During any period that an Investment Manager has been appointed with respect to
the Trust Fund or a portion thereof, it shall have all powers normally given to
the Trustee under Section 14.1 hereof with respect to the management,
acquisition or disposition of any asset of the Trust Fund, or such portion
thereof and the Trustee shall have no powers, duties or obligations with respect
to the investment, management, acquisition or disposition of such assets. The
Company may, at any time, remove any Investment Manager or change the portion of
the Trust Fund subject to its management by written notice to the Trustee and
the Investment Manager. Any Investment Manager may resign by written notice to
the Company and the Trustee. Unless the Company appoints a successor to an
Investment Manager which has resigned or been removed, or which is no longer
managing a portion of the Trust Fund, the powers, duties and obligations of the
Trustee with respect to the portion of the Trust Fund formerly managed by the
Investment Manager shall be automatically restored.

                14.3 All income from investment and reinvestment made as
provided in this Article XIV shall be treated as principal, and investments and
reinvestments shall be made without distinction between income and principal.

                                      14-6


<PAGE>   75



                14.4 It is the purpose of this Section 14.4 to permit
participants, former participants, beneficiaries and "alternate payees" (as
defined in Section 16.1(a) hereof) to exercise substantial ownership rights
under this Trust and Plan after March 31, 1990 with respect to shares of the
Company's Class A Common Stock and Class B Common Stock held in their accounts
under this Trust and Plan pursuant to Article VI hereof. Therefore, the power to
direct the Trustee after March 31, 1990 regarding the appropriate response to
any tender or exchange offer made by any person, including the Company, for
shares of the Company's Class A Common Stock or Class B Common Stock, is hereby
granted to such participants, former participants, beneficiaries and alternate
payees pursuant to this Section 14.4. Each such person shall, for purposes of
Section 402(a)(2) of ERISA, be a "named fiduciary" with respect to such power to
direct the Trustee as to whether to tender or exchange such shares of Class A
Common Stock or Class B Common Stock as are subject to his direction as
hereinafter provided. Each such named fiduciary is described herein by
qualification and shall be identified by the Company at the appropriate time by
application of said description. Each participant, former participant,
beneficiary or alternate payee shall be eligible to direct the Trustee regarding
the response to a tender or exchange offer after March 31, 1990 with respect to
the number of shares of the Company's Class A Common Stock and the number of
shares of the Company's Class B Common Stock held in his accounts.

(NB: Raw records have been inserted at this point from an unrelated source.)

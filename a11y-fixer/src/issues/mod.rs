//! GitHub issue representation, creation and assignment.
//!
//! Issues arrive from the workflow harness as [`IssueRef`] values and are
//! normalized into [`Issue`] before any network call is made. New issues are
//! filed from accessibility [`Finding`]s.

mod assign;
mod error;
mod finding;
mod issue;
mod new_issue;
mod status;

pub use assign::{assign_issue, DEFAULT_FIXER_LOGIN};
pub use error::IssueError;
pub use finding::Finding;
pub use issue::{Issue, IssueRef, RepoSlug};
pub use new_issue::NewIssue;
pub use status::IssueState;

use crate::github::{GitHubClient, Transport};
use serde::Deserialize;
use serde_json::json;
use tracing::{info, info_span, Instrument};

#[derive(Debug, Deserialize)]
struct CreatedIssue {
    id: u64,
    node_id: String,
    html_url: String,
    number: u64,
    title: String,
    state: IssueState,
}

/// Creates an issue in a repository.
///
/// # Arguments
///
/// * `client` - Throttled GitHub client
/// * `slug` - Target repository
/// * `issue` - Title, body and labels of the new issue
///
/// # Returns
///
/// An [`IssueRef`] describing the created issue, with repository and number
/// filled in.
///
/// # Errors
///
/// Returns [`IssueError::Api`] if the request fails.
pub async fn create_issue<T: Transport>(
    client: &GitHubClient<T>,
    slug: &RepoSlug,
    issue: &NewIssue,
) -> Result<IssueRef, IssueError> {
    let span = info_span!("create_issue", repo = %slug, title = %issue.title);

    async {
        info!("Creating issue");

        let route = format!("/repos/{}/{}/issues", slug.owner(), slug.name());
        let payload = json!({
            "title": issue.title,
            "body": issue.body,
            "labels": issue.labels,
        });
        let created: CreatedIssue = client.rest("create issue", &route, &payload).await?;

        info!(issue_number = created.number, "Issue created successfully");
        Ok(IssueRef {
            id: created.id,
            node_id: created.node_id,
            url: created.html_url,
            title: created.title,
            state: Some(created.state),
            repository: Some(slug.to_string()),
            number: Some(created.number),
        })
    }
    .instrument(span)
    .await
}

                The power of direction hereinbefore described in this Section
14.4 shall be exercised as follows:

                                      14-7


<PAGE>   76



                (a)        The Company shall furnish each person who is
                           eligible to direct the Trustee with one or more
                           documents for use in exercising such direction;

                (b)        Such document or documents shall permit the person
                           to exercise such right separately with respect to:

                           (i)      the Company's Class A Common Stock held in
                                    his accounts; and

                           (ii)     the Company's Class B Common Stock held in
                                    his accounts;

                (c)        If such person shall timely direct the Trustee with
                           respect to the tender or exchange of shares of the
                           Company's Class A Common Stock and the Company's
                           Class B Common Stock held in his accounts, the
                           Trustee shall respond to the tender or exchange
                           offer for such shares in accordance with such
                           direction; but if he shall not so direct the
                           Trustee, the shares subject to his direction shall
                           not be tendered or exchanged;

                (d)        If an account contains a fractional share of the
                           Company's Class A Common Stock or the Company's
                           Class B Common Stock, such share shall be
                           aggregated with shares of the same type (i.e. Class
                           A or Class B) for which the tender or exchange
                           direction is the same, for tender or exchange
                           purposes; but if there still remains a fractional
                           share, such fractional share shall be tendered or
                           exchanged or not tendered or exchanged as directed
                           if permitted by the rules governing such tender or
                           exchange; and

                (e)        In order to protect the anonymity of participants
                           and others eligible to direct the Trustee with
                           respect to the tender or exchange of shares of the
                           Company's Class A Common Stock or the Company's
                           Class B Common Stock, the Administrator shall
                           establish a procedure for tallying and recording
                           such directions which will not reveal to the
                           Trustee, Company, any Participating Division or any
                           affiliate of the Company, to the extent reasonably
                           practicable under the circumstances, the identity
                           of the participant or other person giving a
                           particular direction.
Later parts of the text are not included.